Reuters reported on Saturday that South African Airways (SAA) has nearly no cash left and may miss salary payments this month, citing comments made by a board member on Wednesday, and that a crippling six-day strike had pushed the state-owned airline to the brink of financial collapse.
The annoucement by SAA read as follows:
South African Airways (SAA) wishes to assure its customers and stakeholders that flights to all its destinations continue as normal.
The airline is aware of media reports suggesting that it will cease operations. SAA is always committed to transparently communicate with all stakeholders, including customers, about any material or significant operational changes that may have an impact on flight schedules.
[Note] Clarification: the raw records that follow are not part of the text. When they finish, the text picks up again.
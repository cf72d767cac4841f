// Copyright 2025 PrismTerminal
//
// Licensed under the Apache License, Version 2.0 (the "License");
// you may not use this file except in compliance with the License.
// You may obtain a copy of the License at
//
//     https://www.apache.org/licenses/LICENSE-2.0
//
// Unless required by applicable law or agreed to in writing, software
// distributed under the License is distributed on an "AS IS" BASIS,
// WITHOUT WARRANTIES OR CONDITIONS OF ANY KIND, either express or implied.
// See the License for the specific language governing permissions and
// limitations under the License.

//! Off-ledger quoting engine for the yield AMM.
//!
//! Given a [`MarketState`] snapshot, the market fees and a signed PT
//! trade size, computes the counterparty asset amount, the effective
//! exchange rate and the fee split, using the same logit curve and the
//! same fixed-point `ln`/`exp` (`scrypto_math`) as the on-ledger
//! component, so quotes agree with settlement bit-for-bit.
//!
//! Every call is a pure function over immutable borrows: no state is
//! held between quotes, and a new snapshot must be fetched by the
//! caller whenever freshness matters.
//!
//! [`MarketState`]: common::structs::MarketState

pub mod error;
pub mod liquidity_curve;
pub mod market;
pub mod market_approx;
pub mod time;

pub use error::MarketError;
Where there may be flight schedule amendments, such operational changes will be managed and communicated in accordance with the industry norms and practices.
Reuters said that the standoff between SAA and two of its largest unions over wages and job cuts is a critical test of President Cyril Ramaphosa’s pledge to fix ailing state firms, which play a large role in Africa’s most industrialized economy.
But the government has few easy options to rescue SAA. The airline has received more than 20 billion rand ($1.35 billion) in bailouts over the past three years and is hobbled by an unprofitable route network and a fleet of inefficient planes.
Officials have said they want to stabilize SAA before selling an equity stake so that they can get a better price.
But the rapidity of SAA’s financial slide and ballooning state budget deficits mean the government’s commitment to salvaging the airline is being sorely tested.